In the entries below, work out how many lines include "fotos", and write only that number.

Dataset excerpts:
╭──

pub mod invite_acceptance;
pub mod invite_polling;
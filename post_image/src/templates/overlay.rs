use crates::{
    domain::value_objects::{
        brand::{BRAND_NAME, CANVAS_HEIGHT, CANVAS_WIDTH, DARK_BG, resolve_color},
        post_specs::OverlayPost,
    },
    infra::assets::image_to_data_uri,
};

use super::{
    FONT_IMPORT, PostImageError,
    emphasis::{apply_emphasis, escape_html},
};

const DEFAULT_OVERLAY_OPACITY: f64 = 0.6;

/// Hook text over a darkened photo, or over a flat color when there is no photo.
pub async fn overlay_html(post: &OverlayPost, logo_svg: &str) -> Result<String, PostImageError> {
    let emphasis_color = resolve_color(post.emphasis_color.as_deref());
    let hook_html = apply_emphasis(&post.hook, &post.emphasis, emphasis_color);
    let background_color = post.background_color.as_deref().unwrap_or(DARK_BG);
    let overlay_opacity = post.overlay_opacity.unwrap_or(DEFAULT_OVERLAY_OPACITY);

    let background = match &post.background_image {
        Some(path) => format!(
            "url('{}') center/cover no-repeat",
            image_to_data_uri(path).await?
        ),
        None => background_color.to_string(),
    };

    let niche_tag = match &post.niche_tag {
        Some(tag) => format!("<div class=\"niche-tag\">{}</div>", escape_html(tag)),
        None => "<div style=\"margin-bottom:auto\"></div>".to_string(),
    };
    let subtitle = post
        .subtitle
        .as_deref()
        .map(|subtitle| format!("<div class=\"subtitle\">{}</div>", escape_html(subtitle)))
        .unwrap_or_default();
    let cta = post
        .cta
        .as_deref()
        .map(|cta| format!("<div class=\"cta\">{}</div>", escape_html(cta)))
        .unwrap_or_default();

    Ok(format!(
        r#"<!DOCTYPE html>
<html>
<head>
<meta charset="utf-8">
<style>
  {FONT_IMPORT}

  * {{ margin: 0; padding: 0; box-sizing: border-box; }}

  body {{
    width: {CANVAS_WIDTH}px;
    height: {CANVAS_HEIGHT}px;
    font-family: 'Urbanist', system-ui, sans-serif;
    overflow: hidden;
    position: relative;
    background: {background_color};
  }}

  .bg-image {{
    position: absolute;
    inset: 0;
    background: {background};
  }}

  .bg-overlay {{
    position: absolute;
    inset: 0;
    background: rgba(0, 0, 0, {overlay_opacity});
  }}

  .content {{
    position: relative;
    z-index: 1;
    display: flex;
    flex-direction: column;
    height: 100%;
    padding: 60px 64px;
  }}

  .niche-tag {{
    font-size: 22px;
    font-weight: 600;
    letter-spacing: 0.12em;
    text-transform: uppercase;
    color: rgba(255, 255, 255, 0.6);
    margin-bottom: auto;
  }}

  .hook {{
    font-size: 54px;
    font-weight: 800;
    line-height: 1.15;
    color: #ffffff;
    margin-bottom: 28px;
    max-width: 95%;
  }}

  .subtitle {{
    font-size: 26px;
    font-weight: 400;
    color: rgba(255, 255, 255, 0.55);
    margin-bottom: auto;
    line-height: 1.4;
  }}

  .bottom-bar {{
    display: flex;
    align-items: center;
    justify-content: space-between;
    margin-top: 40px;
  }}

  .logo {{
    display: flex;
    align-items: center;
    gap: 14px;
  }}

  .logo svg {{
    width: 44px;
    height: auto;
  }}

  .logo-text {{
    font-size: 26px;
    font-weight: 300;
    letter-spacing: 0.05em;
    color: rgba(255, 255, 255, 0.7);
    text-transform: lowercase;
  }}

  .cta {{
    font-size: 22px;
    font-weight: 600;
    color: rgba(255, 255, 255, 0.6);
    letter-spacing: 0.02em;
  }}
</style>
</head>
<body>
  <div class="bg-image"></div>
  <div class="bg-overlay"></div>
  <div class="content">
    {niche_tag}
    <div class="hook">{hook_html}</div>
    {subtitle}
    <div class="bottom-bar">
      <div class="logo">
        {logo_svg}
        <span class="logo-text">{BRAND_NAME}</span>
      </div>
      {cta}
    </div>
  </div>
</body>
</html>"#
    ))
}

#[cfg(test)]
mod tests {
    use super::*;
    use std::path::PathBuf;

    fn post() -> OverlayPost {
        OverlayPost {
            hook: "Seu bolo merece fotos melhores".to_string(),
            emphasis: vec!["fotos melhores".to_string()],
            emphasis_color: Some("green".to_string()),
            background_color: None,
            background_image: None,
            overlay_opacity: None,
            niche_tag: None,
            subtitle: None,
            cta: None,
            output: PathBuf::from("out.png"),
        }
    }

    #[tokio::test]
    async fn defaults_to_dark_background_and_scrim() {
        let html = overlay_html(&post(), "<svg></svg>").await.unwrap();

        assert!(html.contains("background: #0a0a0c;"));
        assert!(html.contains("rgba(0, 0, 0, 0.6)"));
        assert!(html.contains("width: 1080px;"));
        assert!(html.contains("height: 1350px;"));
        assert!(html.contains("<em style=\"color:#87AA8C;font-style:normal\">fotos melhores</em>"));
        assert!(html.contains("<div style=\"margin-bottom:auto\"></div>"));
        assert!(!html.contains("class=\"cta\""));
    }

    #[tokio::test]
    async fn optional_parts_are_escaped() {
        let mut post = post();
        post.niche_tag = Some("Doces & Bolos".to_string());
        post.subtitle = Some("Linha 1\nLinha 2".to_string());
        post.cta = Some("Chama no <zap>".to_string());
        post.overlay_opacity = Some(0.35);

        let html = overlay_html(&post, "<svg></svg>").await.unwrap();
        assert!(html.contains("<div class=\"niche-tag\">Doces &amp; Bolos</div>"));
        assert!(html.contains("<div class=\"subtitle\">Linha 1<br>Linha 2</div>"));
        assert!(html.contains("<div class=\"cta\">Chama no &lt;zap&gt;</div>"));
        assert!(html.contains("rgba(0, 0, 0, 0.35)"));
    }

    #[tokio::test]
    async fn missing_background_image_fails() {
        let mut post = post();
        post.background_image = Some(PathBuf::from("definitely/not/here.jpg"));

        let err = overlay_html(&post, "<svg></svg>").await.unwrap_err();
        assert!(err.to_string().starts_with("Background image not found: "));
    }
}
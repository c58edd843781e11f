use anyhow::Result;
use crates::domain::value_objects::{
    enums::invite_statuses::InviteStatus, pricing::describe_plan, whatsapp::wa_link,
};

use crate::usecases::invite_acceptance::InviteView;

const ACTIVE_WHATSAPP_TEXT: &str = "Olá! Acabei de ativar minha assinatura da Rekan.";
const EXPIRED_WHATSAPP_TEXT: &str = "Olá! Meu link de convite da Rekan expirou, pode me enviar um novo?";

/// Terminal rendering of one invite view.
pub fn render_view(view: &InviteView, whatsapp_number: &str) -> Result<String> {
    let mut lines: Vec<String> = Vec::new();

    match view {
        InviteView::Invited(invite) => {
            lines.push(format!("Olá, {}!", invite.client_name));
            lines.push(format!(
                "{} convidou você para começar com a Rekan.",
                invite.business_name
            ));
            match invite.plan() {
                Some((tier, commitment)) => {
                    lines.push(describe_plan(tier, commitment, invite.price_first_month()))
                }
                None => lines.push("Plano a definir.".to_string()),
            }
            lines.push(String::new());
            lines.push("Para aceitar, informe seu CPF ou CNPJ e confirme os Termos de Uso:".to_string());
            lines.push("  invite <token> --cpf-cnpj <CPF ou CNPJ> --accept-terms".to_string());
        }
        InviteView::Accepted { qr_payload } => {
            lines.push("Escaneie o QR Code no app do seu banco para pagar via PIX.".to_string());
            match qr_payload {
                Some(payload) => {
                    lines.push(String::new());
                    lines.push("PIX copia e cola:".to_string());
                    lines.push(payload.clone());
                }
                None => lines.push("Gerando o código de pagamento...".to_string()),
            }
            lines.push(String::new());
            lines.push("Aguardando confirmação do pagamento...".to_string());
        }
        InviteView::Active { client_name } => {
            lines.push(format!("Tudo certo, {client_name}! Sua assinatura está ativa."));
            lines.push("Vamos conversar pelo WhatsApp para começar:".to_string());
            lines.push(format!("WhatsApp: {}", wa_link(whatsapp_number, ACTIVE_WHATSAPP_TEXT)?));
        }
        InviteView::Expired => {
            lines.push("Link expirado".to_string());
            lines.push("Peça um novo convite ao seu gestor de conteúdo.".to_string());
            lines.push(format!("WhatsApp: {}", wa_link(whatsapp_number, EXPIRED_WHATSAPP_TEXT)?));
        }
        InviteView::Invalid => {
            lines.push("Link inválido".to_string());
            lines.push("Confira se o endereço foi copiado por completo.".to_string());
        }
        InviteView::Unavailable(status) => {
            lines.push("Convite indisponível".to_string());
            lines.push(
                match status {
                    InviteStatus::PaymentFailed => "O pagamento não foi aprovado.",
                    _ => "Este convite foi cancelado.",
                }
                .to_string(),
            );
        }
        InviteView::Failed(message) => {
            lines.push(message.clone());
        }
    }

    Ok(lines.join("\n"))
}
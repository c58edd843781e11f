use anyhow::Result;
use clap::{Parser, error::ErrorKind};
use post_image::{
    cli::{Cli, USAGE},
    config::config_loader,
};
use std::path::PathBuf;
use tracing::{error, info};

#[tokio::main]
async fn main() {
    let config_file = match Cli::try_parse() {
        Ok(Cli {
            config: Some(config_file),
        }) => config_file,
        Ok(_) => usage_exit(),
        Err(err) if matches!(err.kind(), ErrorKind::DisplayHelp | ErrorKind::DisplayVersion) => {
            err.exit()
        }
        Err(_) => usage_exit(),
    };

    if let Err(error) = run(config_file).await {
        error!("Post image generator exited with error: {:#}", error);
        std::process::exit(1);
    }
}

fn usage_exit() -> ! {
    eprintln!("{USAGE}");
    std::process::exit(1);
}

async fn run(config_file: PathBuf) -> Result<()> {
    dotenvy::dotenv().ok();
    crates::observability::init_observability("post-image")?;

    let dotenvy_env = config_loader::load()?;
    info!("ENV has been loaded");

    post_image::run(&config_file, dotenvy_env).await?;
    Ok(())
}
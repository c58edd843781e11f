use std::time::Duration;

use anyhow::{Context, anyhow};
use async_trait::async_trait;
use reqwest::{StatusCode, header::AUTHORIZATION};
use serde::Deserialize;
use tracing::{debug, warn};
use url::Url;

use crate::{
    domain::{
        entities::invites::{AcceptInviteResponse, InviteEntity},
        repositories::invites::{InviteError, InviteRepository},
        value_objects::invites::AcceptInviteRequest,
    },
    infra::http::session::SessionContext,
};

/// reqwest client for `/api/invites/{token}` on the Rekan API.
pub struct InviteHttpClient {
    http: reqwest::Client,
    base_url: Url,
    session: Option<SessionContext>,
}

#[derive(Debug, Deserialize)]
struct ApiErrorEnvelope {
    message: Option<String>,
}

impl InviteHttpClient {
    pub fn new(
        base_url: Url,
        request_timeout: Duration,
        session: Option<SessionContext>,
    ) -> anyhow::Result<Self> {
        let http = reqwest::Client::builder()
            .timeout(request_timeout)
            .build()
            .context("failed to build invite HTTP client")?;

        Ok(Self {
            http,
            base_url,
            session,
        })
    }

    fn invite_url(&self, token: &str, action: Option<&str>) -> anyhow::Result<Url> {
        let mut url = self.base_url.clone();
        {
            let mut segments = url
                .path_segments_mut()
                .map_err(|_| anyhow!("API url cannot be a base: {}", self.base_url))?;
            segments.pop_if_empty().extend(["api", "invites", token]);
            if let Some(action) = action {
                segments.push(action);
            }
        }
        Ok(url)
    }

    fn authorize(&self, request: reqwest::RequestBuilder) -> reqwest::RequestBuilder {
        match &self.session {
            Some(session) => request.header(AUTHORIZATION, session.authorization_header()),
            None => request,
        }
    }

    async fn ensure_success(
        resp: reqwest::Response,
        context: &str,
    ) -> Result<reqwest::Response, InviteError> {
        let status = resp.status();
        if status.is_success() {
            return Ok(resp);
        }

        let body = resp.text().await.unwrap_or_default();
        let message = serde_json::from_str::<ApiErrorEnvelope>(&body)
            .ok()
            .and_then(|envelope| envelope.message)
            .unwrap_or_else(|| status.canonical_reason().unwrap_or("error").to_string());

        debug!(status = %status, context = %context, "invite_client: request rejected");

        match status {
            StatusCode::NOT_FOUND => Err(InviteError::NotFound),
            StatusCode::GONE => Err(InviteError::Expired),
            StatusCode::CONFLICT => Err(InviteError::Conflict(message)),
            _ => {
                warn!(
                    status = %status,
                    context = %context,
                    message = %message,
                    "invite_client: unexpected API response"
                );
                Err(InviteError::UnexpectedStatus {
                    status: status.as_u16(),
                    message,
                })
            }
        }
    }
}

#[async_trait]
impl InviteRepository for InviteHttpClient {
    async fn find_by_token(&self, token: &str) -> Result<InviteEntity, InviteError> {
        let url = self.invite_url(token, None)?;
        let resp = self
            .authorize(self.http.get(url))
            .send()
            .await
            .context("failed to reach invite API")?;
        let resp = Self::ensure_success(resp, "load invite").await?;

        let invite = resp
            .json::<InviteEntity>()
            .await
            .context("invite API returned an unreadable invite")?;
        Ok(invite)
    }

    async fn accept(
        &self,
        token: &str,
        request: &AcceptInviteRequest,
    ) -> Result<AcceptInviteResponse, InviteError> {
        let url = self.invite_url(token, Some("accept"))?;
        let resp = self
            .authorize(self.http.post(url))
            .json(request)
            .send()
            .await
            .context("failed to reach invite API")?;
        let resp = Self::ensure_success(resp, "accept invite").await?;

        let accepted = resp
            .json::<AcceptInviteResponse>()
            .await
            .context("invite API returned an unreadable accept response")?;
        Ok(accepted)
    }
}

#[cfg(test)]
mod tests {
    use super::*;
    use crate::domain::value_objects::enums::invite_statuses::InviteStatus;
    use axum::{
        Json, Router,
        extract::Path,
        http::{HeaderMap, StatusCode as AxumStatus},
        routing::{get, post},
    };
    use serde_json::{Value, json};

    async fn spawn_api(router: Router) -> Url {
        let listener = tokio::net::TcpListener::bind("127.0.0.1:0").await.unwrap();
        let addr = listener.local_addr().unwrap();
        tokio::spawn(async move {
            axum::serve(listener, router).await.unwrap();
        });
        Url::parse(&format!("http://{addr}")).unwrap()
    }

    fn client(base_url: Url, session: Option<SessionContext>) -> InviteHttpClient {
        InviteHttpClient::new(base_url, Duration::from_secs(5), session).unwrap()
    }

    async fn show_invite(Path(token): Path<String>) -> (AxumStatus, Json<Value>) {
        match token.as_str() {
            "ok" => (
                AxumStatus::OK,
                Json(json!({
                    "business_name": "Doces da Ana",
                    "client_name": "Ana",
                    "status": "accepted",
                    "tier": "parceiro",
                    "commitment": "trimestral",
                    "price": 299.7,
                    "commitment_months": 3,
                    "qr_payload": "000201PIX"
                })),
            ),
            "old" => (
                AxumStatus::GONE,
                Json(json!({"code": 410, "message": "Invite expired."})),
            ),
            "boom" => (
                AxumStatus::INTERNAL_SERVER_ERROR,
                Json(json!({"code": 500, "message": "database offline"})),
            ),
            _ => (
                AxumStatus::NOT_FOUND,
                Json(json!({"code": 404, "message": "Not found."})),
            ),
        }
    }

    async fn accept_invite(
        Path(token): Path<String>,
        headers: HeaderMap,
        Json(body): Json<Value>,
    ) -> (AxumStatus, Json<Value>) {
        if token == "taken" {
            return (
                AxumStatus::CONFLICT,
                Json(json!({"code": 409, "message": "Invite already accepted."})),
            );
        }
        let auth = headers
            .get("authorization")
            .and_then(|value| value.to_str().ok())
            .unwrap_or_default()
            .to_string();
        (
            AxumStatus::OK,
            Json(json!({"qr_payload": format!("{}|{}", body["cpf_cnpj"].as_str().unwrap_or(""), auth)})),
        )
    }

    fn router() -> Router {
        Router::new()
            .route("/api/invites/:token", get(show_invite))
            .route("/api/invites/:token/accept", post(accept_invite))
    }

    #[tokio::test]
    async fn loads_invite_and_accepts_deprecated_status_field() {
        let base_url = spawn_api(router()).await;
        let invite = client(base_url, None).find_by_token("ok").await.unwrap();

        assert_eq!(invite.business_name, "Doces da Ana");
        assert_eq!(invite.invite_status, InviteStatus::Accepted);
        assert_eq!(invite.qr_payload(), Some("000201PIX"));
        assert_eq!(invite.price_first_month(), 299.7);
    }

    #[tokio::test]
    async fn maps_http_statuses_to_invite_errors() {
        let base_url = spawn_api(router()).await;
        let client = client(base_url, None);

        assert!(matches!(
            client.find_by_token("missing").await,
            Err(InviteError::NotFound)
        ));
        assert!(matches!(
            client.find_by_token("old").await,
            Err(InviteError::Expired)
        ));
        match client.find_by_token("boom").await {
            Err(InviteError::UnexpectedStatus { status, message }) => {
                assert_eq!(status, 500);
                assert_eq!(message, "database offline");
            }
            other => panic!("expected unexpected status, got {other:?}"),
        }
    }

    #[tokio::test]
    async fn accept_posts_digits_with_session_token() {
        let base_url = spawn_api(router()).await;
        let client = client(base_url, Some(SessionContext::new("session-token")));

        let accepted = client
            .accept("ok", &AcceptInviteRequest::new("52998224725"))
            .await
            .unwrap();
        assert_eq!(accepted.qr_payload, "52998224725|session-token");

        assert!(matches!(
            client.accept("taken", &AcceptInviteRequest::new("52998224725")).await,
            Err(InviteError::Conflict(message)) if message == "Invite already accepted."
        ));
    }

    #[tokio::test]
    async fn unreachable_api_is_an_internal_error() {
        let client = client(Url::parse("http://127.0.0.1:9").unwrap(), None);
        assert!(matches!(
            client.find_by_token("ok").await,
            Err(InviteError::Internal(_))
        ));
    }

    #[test]
    fn invite_urls_keep_base_path() {
        let client = client(Url::parse("https://rekan.app/backend/").unwrap(), None);
        assert_eq!(
            client.invite_url("t 1", Some("accept")).unwrap().as_str(),
            "https://rekan.app/backend/api/invites/t%201/accept"
        );
    }
}
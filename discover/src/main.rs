use anyhow::Result;
use clap::Parser;
use crates::domain::value_objects::niches::Niche;
use discover::{
    cli::{Cli, NicheSelectionError, is_informational, rejected_arg, usage},
    config::config_loader,
};
use tracing::{error, info};

#[tokio::main]
async fn main() {
    let cli = match Cli::try_parse() {
        Ok(cli) => cli,
        Err(err) if is_informational(&err) => err.exit(),
        Err(err) => {
            if let Some(arg) = rejected_arg(&err) {
                eprintln!("Unknown arg: {arg}");
            }
            usage_exit()
        }
    };
    let niches = match cli.selected_niches() {
        Ok(niches) => niches,
        Err(err) => {
            if let NicheSelectionError::Unknown(arg) = err {
                eprintln!("Unknown arg: {arg}");
            }
            usage_exit()
        }
    };

    if let Err(error) = run(niches, cli).await {
        error!("Discover exited with error: {}", error);
        std::process::exit(1);
    }
}

fn usage_exit() -> ! {
    eprintln!("{}", usage());
    std::process::exit(1);
}

async fn run(niches: Vec<&'static Niche>, cli: Cli) -> Result<()> {
    dotenvy::dotenv().ok();
    crates::observability::init_observability("discover")?;

    let dotenvy_env = config_loader::load()?;
    info!("ENV has been loaded");

    discover::run(niches, cli.location, cli.headed, dotenvy_env).await
}
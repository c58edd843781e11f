mod config;

use anyhow::Result;
use config::ObservabilityConfig;
use tracing::info;
use tracing::warn;
use tracing_subscriber::EnvFilter;
use tracing_subscriber::layer::SubscriberExt;
use tracing_subscriber::util::SubscriberInitExt;

pub use config::env_bool as parse_bool;

/// Installs the global subscriber. Output goes to stderr so stdout stays free for reports.
pub fn init_observability(component: &str) -> Result<()> {
    let config = ObservabilityConfig::from_env(component);

    let env_filter = EnvFilter::try_from_default_env()
        .unwrap_or_else(|_| EnvFilter::new(config.default_level.as_str().to_ascii_lowercase()));

    // Local time so `TZ=America/Sao_Paulo` shows `-03:00` in logs.
    let fmt_layer = tracing_subscriber::fmt::layer()
        .with_writer(std::io::stderr)
        .with_ansi(config.ansi)
        .with_timer(tracing_subscriber::fmt::time::ChronoLocal::rfc_3339());

    tracing_subscriber::registry()
        .with(fmt_layer)
        .with(env_filter)
        .try_init()?;

    for warning in &config.warnings {
        warn!(
            service = %config.service_context.service_name,
            environment = %config.service_context.environment,
            component = %config.service_context.component,
            warning = %warning,
            "Observability config warning"
        );
    }

    info!(
        service = %config.service_context.service_name,
        environment = %config.service_context.environment,
        component = %config.service_context.component,
        "Observability initialized"
    );

    Ok(())
}
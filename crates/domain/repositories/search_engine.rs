use anyhow::Result;
use async_trait::async_trait;
use mockall::automock;

use crate::domain::entities::discovered_accounts::RawSearchResult;

#[automock]
#[async_trait]
pub trait SearchEngine {
    /// Instagram profiles matching a free-text query.
    async fn search_profiles(&self, query: &str) -> Result<Vec<RawSearchResult>>;

    /// Profiles similar to `seed`, narrowed by a niche keyword.
    async fn search_related_profiles(
        &self,
        seed: &str,
        keyword: &str,
    ) -> Result<Vec<RawSearchResult>>;
}
pub mod config_loader;
pub mod config_model;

╰──

The answer:
3